ICE detention centers in space? Who's with me? guys?

@jodmentum @sundogplanets and yet, I still think sending all the data centres to space is a very good idea that we should implement immediately
@jodmentum @sundogplanets he worked there - nothing happened
@sundogplanets @jodmentum I'd worry about energy, ionizing radiation, a propagation delay.
@jodmentum @sundogplanets one person's opinion is a terrible idea

@jodmentum @sundogplanets So, I propose we call this the "Great Space Data Race Boondoggle", and furthermore I propose that companies absolutely *should* do this anyhow, for *precisely* the reasons Taranis has put forward.

It would cause a wide ranging, catestrophic failure of any corporation involved, which would then put them out of the way so that other, better run companies could take over.

@jodmentum @sundogplanets
I learned an awful lot from that article.

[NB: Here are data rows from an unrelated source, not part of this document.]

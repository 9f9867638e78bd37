//! Bulk ingestion of the bike-share CSV export.
//!
//! The export has a header row followed by positional columns. Only the
//! columns below are read; the rest (timestamps, station ids, bike id, user
//! type) are ignored.

use std::fs::File;
use std::io::Read;
use std::path::Path;

use csv::StringRecord;
use tracing::{debug, info};

use crate::domain::{Coordinate, Sex, TripRecord};

use super::error::{MalformedRecord, StoreError};

const DURATION: usize = 0;
const START_NAME: usize = 4;
const START_LAT: usize = 5;
const START_LNG: usize = 6;
const END_NAME: usize = 8;
const END_LAT: usize = 9;
const END_LNG: usize = 10;
const BIRTH_YEAR: usize = 13;
const SEX: usize = 14;

/// Result of a bulk load.
#[derive(Debug, Clone, Default)]
pub struct LoadedTrips {
    /// Accepted records, in file order.
    pub records: Vec<TripRecord>,

    /// Rows skipped because a required field was missing or malformed.
    pub skipped: usize,
}

/// Load trip records from any CSV reader.
///
/// Rows with a blank required field (duration, start, end, birth year, sex,
/// or any of the four coordinates) or a malformed duration are skipped and
/// counted. Optional data that is present but unusable (an out-of-range
/// coordinate, an unknown sex code) is stored as missing instead.
///
/// Fails only if the stream itself cannot be read.
pub fn load_trips<R: Read>(reader: R) -> Result<LoadedTrips, StoreError> {
    let mut csv_reader = csv::ReaderBuilder::new()
        .has_headers(true)
        .flexible(true)
        .from_reader(reader);

    let mut loaded = LoadedTrips::default();

    for row in csv_reader.records() {
        let row = row?;
        match parse_row(&row) {
            Ok(record) => loaded.records.push(record),
            Err(reason) => {
                loaded.skipped += 1;
                debug!(
                    line = row.position().map(|p| p.line()),
                    %reason,
                    "skipping bad trip row"
                );
            }
        }
    }

    info!(
        loaded = loaded.records.len(),
        skipped = loaded.skipped,
        "loaded trip records"
    );

    Ok(loaded)
}

/// Load trip records from a CSV file on disk.
pub fn load_trips_from_path(path: impl AsRef<Path>) -> Result<LoadedTrips, StoreError> {
    let file = File::open(path.as_ref())?;
    load_trips(file)
}

/// Convert one CSV row into a record.
///
/// Every required field is checked for presence before any is parsed, so a
/// row is either fully accepted or fully rejected.
fn parse_row(row: &StringRecord) -> Result<TripRecord, MalformedRecord> {
    let field = |idx: usize, name: &'static str| match row.get(idx).map(str::trim) {
        Some(value) if !value.is_empty() => Ok(value),
        _ => Err(MalformedRecord::MissingField(name)),
    };

    let duration = field(DURATION, "duration")?;
    let start = field(START_NAME, "start_location")?;
    let end = field(END_NAME, "end_location")?;
    let birth_year = field(BIRTH_YEAR, "birth_year")?;
    let sex = field(SEX, "sex")?;
    let start_lat = field(START_LAT, "start_lat")?;
    let start_lng = field(START_LNG, "start_lng")?;
    let end_lat = field(END_LAT, "end_lat")?;
    let end_lng = field(END_LNG, "end_lng")?;

    let duration_secs = parse_whole(duration)
        .and_then(|secs| u32::try_from(secs).ok())
        .ok_or_else(|| MalformedRecord::InvalidDuration(duration.to_string()))?;

    Ok(TripRecord {
        duration_secs,
        start_location: start.to_string(),
        end_location: end.to_string(),
        rider_birth_year: parse_whole(birth_year).and_then(|y| u16::try_from(y).ok()),
        sex: parse_whole(sex).and_then(|code| {
            i64::try_from(code)
                .ok()
                .and_then(|code| Sex::from_code(code).ok())
        }),
        start_coordinate: parse_coordinate(start_lat, start_lng),
        end_coordinate: parse_coordinate(end_lat, end_lng),
    })
}

/// Parse a non-negative whole number, accepting a zero fraction ("300.0").
fn parse_whole(s: &str) -> Option<u64> {
    if let Ok(n) = s.parse::<u64>() {
        return Some(n);
    }
    let f: f64 = s.parse().ok()?;
    if f.is_finite() && f >= 0.0 && f.fract() == 0.0 && f <= u64::MAX as f64 {
        Some(f as u64)
    } else {
        None
    }
}

fn parse_coordinate(lat: &str, lng: &str) -> Option<Coordinate> {
    Coordinate::new(lat.parse().ok()?, lng.parse().ok()?).ok()
}
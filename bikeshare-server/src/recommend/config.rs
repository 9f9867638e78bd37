//! Configuration for the recommendation engine.

use std::fmt;
use std::str::FromStr;

/// What to do when a skill-conditioned estimate has no samples to use.
///
/// This only arises for Beginner/Pro requests when no observed duration
/// lies strictly on the rider's side of the mean.
#[derive(Debug, Clone, Copy, PartialEq, Eq, Default)]
pub enum SampleFallback {
    /// Fail the whole request with `RecommendError::Estimate`.
    #[default]
    Propagate,
    /// Leave the destination out of the results.
    Drop,
    /// Use the unconditioned mean for that destination.
    Average,
}

impl FromStr for SampleFallback {
    type Err = String;

    fn from_str(s: &str) -> Result<Self, Self::Err> {
        match s.trim().to_ascii_lowercase().as_str() {
            "propagate" => Ok(SampleFallback::Propagate),
            "drop" => Ok(SampleFallback::Drop),
            "average" => Ok(SampleFallback::Average),
            other => Err(format!(
                "unknown sample fallback {other:?} (expected propagate, drop or average)"
            )),
        }
    }
}

impl fmt::Display for SampleFallback {
    fn fmt(&self, f: &mut fmt::Formatter<'_>) -> fmt::Result {
        f.write_str(match self {
            SampleFallback::Propagate => "propagate",
            SampleFallback::Drop => "drop",
            SampleFallback::Average => "average",
        })
    }
}

/// Configuration parameters for the recommender.
#[derive(Debug, Clone, Default)]
pub struct RecommenderConfig {
    /// Recovery policy for empty skill-conditioned samples.
    pub sample_fallback: SampleFallback,

    /// Number of results to return when the request gives no limit.
    /// `None` returns every match.
    pub default_limit: Option<usize>,
}

impl RecommenderConfig {
    /// Create a new configuration with the given parameters.
    pub fn new(sample_fallback: SampleFallback, default_limit: Option<usize>) -> Self {
        Self {
            sample_fallback,
            default_limit,
        }
    }

    /// Set the insufficient-sample policy.
    pub fn with_sample_fallback(mut self, fallback: SampleFallback) -> Self {
        self.sample_fallback = fallback;
        self
    }

    /// Set the default result limit.
    pub fn with_default_limit(mut self, limit: Option<usize>) -> Self {
        self.default_limit = limit;
        self
    }
}
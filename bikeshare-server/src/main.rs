use bikeshare_server::cache::CachedTripSource;
use bikeshare_server::config::ServerConfig;
use bikeshare_server::store::{TripStore, load_trips_from_path};
use bikeshare_server::web::{AppState, create_router};
use tracing::{info, warn};
use tracing_subscriber::EnvFilter;

#[tokio::main]
async fn main() {
    tracing_subscriber::fmt()
        .with_env_filter(EnvFilter::try_from_default_env().unwrap_or_else(|_| EnvFilter::new("info")))
        .init();

    let config = ServerConfig::from_env().expect("Invalid configuration");

    // Load trip data (fail fast if unavailable)
    info!(path = %config.csv_path.display(), "loading trip data");
    let loaded = load_trips_from_path(&config.csv_path).expect("Failed to load trip data");
    if loaded.skipped > 0 {
        warn!(skipped = loaded.skipped, "skipped rows with missing or malformed fields");
    }

    let store = TripStore::new(loaded.records);
    info!(
        trips = store.len(),
        stations = store.distinct_start_stations().len(),
        "trip store ready"
    );

    // Build app state
    let trips = CachedTripSource::new(store, &config.cache);
    let state = AppState::new(trips, config.recommender.clone());

    // Create router
    let app = create_router(state);

    // Bind and serve
    let listener = tokio::net::TcpListener::bind(config.addr)
        .await
        .expect("Failed to bind listen address");
    info!(addr = %config.addr, "bike-share recommender listening");
    info!("  GET /health     - Health check");
    info!("  GET /stations   - Start stations");
    info!("  GET /recommend  - Recommend destinations");

    axum::serve(listener, app).await.expect("Server error");
}
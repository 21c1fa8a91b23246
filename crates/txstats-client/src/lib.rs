//! Transifex v2 API client for txstats.
//!
//! [`TransifexClient`] lists project resources and fetches per-language
//! statistics concurrently; [`collect_snapshot`] runs the whole
//! collect-and-save pipeline used by the CLI.

pub mod client;
pub mod collector;
pub mod doctor;
pub mod error;
pub mod transport;

pub use client::{Resource, TransifexClient};
pub use collector::collect_snapshot;
pub use doctor::{CheckResult, DoctorReport};
pub use error::{CollectError, TransifexError};
pub use transport::{HttpTransport, Transport};
use std::path::Path;

use txstats_client::collect_snapshot;
use txstats_core::AggregateOptions;

/// Collect stats once and write today's snapshot into `path`.
pub async fn download_stats(
    config_dir: &Path,
    path: &Path,
    pretty: bool,
    group_by_category: bool,
) -> anyhow::Result<()> {
    if !path.is_dir() {
        anyhow::bail!("path '{}' does not exist or is not a directory", path.display());
    }

    let config = super::load_config(config_dir)?;
    let client = super::build_client(&config)?;

    let mut options = AggregateOptions::from(&config.output);
    options.group_by_category |= group_by_category;
    let pretty = pretty || config.output.pretty;

    let saved = collect_snapshot(&client, &options, path, super::today(), pretty).await?;

    println!("Saved stats to {}", saved.display());
    Ok(())
}
use std::path::{Path, PathBuf};

use chrono::NaiveDate;
use txstats_core::{AggregateOptions, snapshot};

use crate::client::TransifexClient;
use crate::error::CollectError;
use crate::transport::Transport;

/// Collect today's stats and write them as the snapshot for `date`.
///
/// The output directory is checked before any request is made.
pub async fn collect_snapshot<T: Transport>(
    client: &TransifexClient<T>,
    options: &AggregateOptions,
    dir: &Path,
    date: NaiveDate,
    pretty: bool,
) -> Result<PathBuf, CollectError> {
    if !dir.is_dir() {
        return Err(txstats_core::Error::OutputDirMissing {
            path: dir.to_path_buf(),
        }
        .into());
    }

    tracing::info!(project = %client.project_url(), %date, "running stats collection");
    let report = client.collect(options).await?;
    let path = snapshot::write_snapshot(dir, date, &report, pretty)?;

    Ok(path)
}
#[derive(Debug, thiserror::Error)]
pub enum TransifexError {
    #[error("failed to build HTTP client")]
    ClientBuild { source: reqwest::Error },

    #[error("request to {url} failed")]
    Request { url: String, source: reqwest::Error },

    #[error("Transifex rejected the API token for {url} — check TRANSIFEX_API_TOKEN")]
    Unauthorized { url: String },

    #[error("Transifex returned {status} for {url}: {body}")]
    Status {
        url: String,
        status: u16,
        body: String,
    },

    #[error("unexpected response from {url}")]
    Decode {
        url: String,
        source: serde_json::Error,
    },
}

/// Failure of a full collect-and-save run.
#[derive(Debug, thiserror::Error)]
pub enum CollectError {
    #[error("failed to collect stats from Transifex")]
    Transifex(#[from] TransifexError),

    #[error("failed to save stats snapshot")]
    Snapshot(#[from] txstats_core::Error),
}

All the "obvious" advantages of putting an #AI #DataCenter in space simply aren't true.

The cold of space being used for cooling? No convection; no cooling. (Read article for details.)

Solar panels to generate the power? No more efficient than ground-based solar panels.

Free up land by moving to space? The electronics would have to be so large it would "dwarf the ISS."

A very good debunking.

@jodmentum it's all about the IPO. Make some smoke and mirrors for the investors.
@jodmentum @sundogplanets i think there is 1 argument in favor of it and that is, that is really costly for law enforcement to confiscate harddrives in orbit and they certainly cannot do it without the observant owner noticing it in advance. i imagine it to be really hard to launch a rocket without being seen
@jodmentum @sundogplanets
Thanks for this:)
"the kind of electronics needed to make a datacenter work, particularly a datacenter deploying AI capacity in the form of GPUs and TPUs, is exactly the opposite of what works in space"
@jodmentum @sundogplanets what disturbs me most in all of that is that it doesn't seem to be obvious to anybody privileged enough to have any decision making power in any relevant environments, that at least any two of these four issues presented, are real show stoppers – at least as a very general idea without all details. ANYONE should have as much basic science knowledge to understand, that this won't be economically viable in the near future under any circumstances!

@jodmentum @sundogplanets @gregtitus

It still amazes me how Elon and his ilk just ignore science and assume they know eveything.